* [Problem description] An exact copy of all the entries is what is needed here.

* [Data records]
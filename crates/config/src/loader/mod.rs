//! Configuration loader for environment variables and explicit overrides.
//!
//! Responsibilities:
//! - Load `.env` files, environment variables and builder overrides.
//! - Provide a builder-pattern `ConfigLoader` for layered configuration merging.
//! - Enforce the `DOTENV_DISABLED` gate to keep tests hermetic.
//!
//! Does NOT handle:
//! - Prompting the user for a layout (see the CLI's interactive module).
//! - Reading schema files from the resolved directories (see the core crate).
//!
//! Invariants / Assumptions:
//! - Builder overrides take precedence over environment variables.
//! - `load_dotenv()` must be called explicitly to enable `.env` file loading.

mod builder;
mod env;
mod error;

pub use builder::ConfigLoader;
pub use env::env_var_or_none;
pub use error::ConfigError;

#[cfg(test)]
mod tests;
//! Configuration type definitions.
//!
//! Responsibilities:
//! - Define the keyboard layout selection and its accepted spellings.
//! - Define the fully resolved runtime `Config`.
//!
//! Does NOT handle:
//! - Loading values from the environment (see `loader` module).
//! - Mapping layouts to modifier labels (see the core crate's normalizer).

use std::fmt;
use std::path::PathBuf;
use std::str::FromStr;
use std::time::Duration;

use thiserror::Error;

/// Physical keyboard family the shortcut labels are rendered for.
#[derive(Debug, Clone, Copy, PartialEq, Eq, Hash)]
pub enum KeyboardLayout {
    /// Mac keyboards: Super is "Command", Alt is "Option".
    Apple,
    /// PC keyboards: Super is "Win".
    Pc,
    /// Chromebooks: Super is "Search".
    Chrome,
}

impl KeyboardLayout {
    /// All layouts, in the order they are offered interactively.
    pub const ALL: [KeyboardLayout; 3] = [Self::Apple, Self::Pc, Self::Chrome];

    /// Canonical lowercase name.
    pub const fn as_str(self) -> &'static str {
        match self {
            Self::Apple => "apple",
            Self::Pc => "pc",
            Self::Chrome => "chrome",
        }
    }

    /// Label shown in the interactive layout menu.
    pub const fn menu_label(self) -> &'static str {
        match self {
            Self::Apple => "Mac / Apple    (Command)",
            Self::Pc => "PC / Windows   (Alt)",
            Self::Chrome => "Chromebook     (Search)",
        }
    }
}

impl fmt::Display for KeyboardLayout {
    fn fmt(&self, f: &mut fmt::Formatter<'_>) -> fmt::Result {
        f.write_str(self.as_str())
    }
}

/// Error returned when a layout name is not one of the accepted spellings.
#[derive(Debug, Clone, PartialEq, Eq, Error)]
#[error("unknown keyboard layout '{0}' (expected apple, pc or chrome)")]
pub struct ParseLayoutError(pub String);

impl FromStr for KeyboardLayout {
    type Err = ParseLayoutError;

    fn from_str(s: &str) -> Result<Self, Self::Err> {
        match s.trim().to_ascii_lowercase().as_str() {
            "apple" | "mac" => Ok(Self::Apple),
            "pc" | "windows" => Ok(Self::Pc),
            "chrome" | "chromebook" => Ok(Self::Chrome),
            _ => Err(ParseLayoutError(s.to_string())),
        }
    }
}

/// Fully resolved runtime configuration.
#[derive(Debug, Clone)]
pub struct Config {
    /// Layout chosen non-interactively; `None` means the user must be asked.
    pub layout: Option<KeyboardLayout>,
    /// Upper bound on the settings dump acquisition.
    pub dump_timeout: Duration,
    /// Executable invoked as `<bin> list-recursively`.
    pub gsettings_bin: PathBuf,
    /// Ordered schema definition directories; earlier entries win.
    pub schema_dirs: Vec<PathBuf>,
}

* [Problem solution]
filename crates/config/src/loader/mod.rs
//! Configuration loader for environment variables and explicit overrides.
//!
//! Responsibilities:
//! - Load `.env` files, environment variables and builder overrides.
//! - Provide a builder-pattern `ConfigLoader` for layered configuration merging.
//! - Enforce the `DOTENV_DISABLED` gate to keep tests hermetic.
//!
//! Does NOT handle:
//! - Prompting the user for a layout (see the CLI's interactive module).
//! - Reading schema files from the resolved directories (see the core crate).
//!
//! Invariants / Assumptions:
//! - Builder overrides take precedence over environment variables.
//! - `load_dotenv()` must be called explicitly to enable `.env` file loading.

mod builder;
mod env;
mod error;

pub use builder::ConfigLoader;
pub use env::env_var_or_none;
pub use error::ConfigError;

#[cfg(test)]
mod tests;
//! Configuration type definitions.
//!
//! Responsibilities:
//! - Define the keyboard layout selection and its accepted spellings.
//! - Define the fully resolved runtime `Config`.
//!
//! Does NOT handle:
//! - Loading values from the environment (see `loader` module).
//! - Mapping layouts to modifier labels (see the core crate's normalizer).

use std::fmt;
use std::path::PathBuf;
use std::str::FromStr;
use std::time::Duration;

use thiserror::Error;

/// Physical keyboard family the shortcut labels are rendered for.
#[derive(Debug, Clone, Copy, PartialEq, Eq, Hash)]
pub enum KeyboardLayout {
    /// Mac keyboards: Super is "Command", Alt is "Option".
    Apple,
    /// PC keyboards: Super is "Win".
    Pc,
    /// Chromebooks: Super is "Search".
    Chrome,
}

impl KeyboardLayout {
    /// All layouts, in the order they are offered interactively.
    pub const ALL: [KeyboardLayout; 3] = [Self::Apple, Self::Pc, Self::Chrome];

    /// Canonical lowercase name.
    pub const fn as_str(self) -> &'static str {
        match self {
            Self::Apple => "apple",
            Self::Pc => "pc",
            Self::Chrome => "chrome",
        }
    }

    /// Label shown in the interactive layout menu.
    pub const fn menu_label(self) -> &'static str {
        match self {
            Self::Apple => "Mac / Apple    (Command)",
            Self::Pc => "PC / Windows   (Alt)",
            Self::Chrome => "Chromebook     (Search)",
        }
    }
}

impl fmt::Display for KeyboardLayout {
    fn fmt(&self, f: &mut fmt::Formatter<'_>) -> fmt::Result {
        f.write_str(self.as_str())
    }
}

/// Error returned when a layout name is not one of the accepted spellings.
#[derive(Debug, Clone, PartialEq, Eq, Error)]
#[error("unknown keyboard layout '{0}' (expected apple, pc or chrome)")]
pub struct ParseLayoutError(pub String);

impl FromStr for KeyboardLayout {
    type Err = ParseLayoutError;

    fn from_str(s: &str) -> Result<Self, Self::Err> {
        match s.trim().to_ascii_lowercase().as_str() {
            "apple" | "mac" => Ok(Self::Apple),
            "pc" | "windows" => Ok(Self::Pc),
            "chrome" | "chromebook" => Ok(Self::Chrome),
            _ => Err(ParseLayoutError(s.to_string())),
        }
    }
}

/// Fully resolved runtime configuration.
#[derive(Debug, Clone)]
pub struct Config {
    /// Layout chosen non-interactively; `None` means the user must be asked.
    pub layout: Option<KeyboardLayout>,
    /// Upper bound on the settings dump acquisition.
    pub dump_timeout: Duration,
    /// Executable invoked as `<bin> list-recursively`.
    pub gsettings_bin: PathBuf,
    /// Ordered schema definition directories; earlier entries win.
    pub schema_dirs: Vec<PathBuf>,
}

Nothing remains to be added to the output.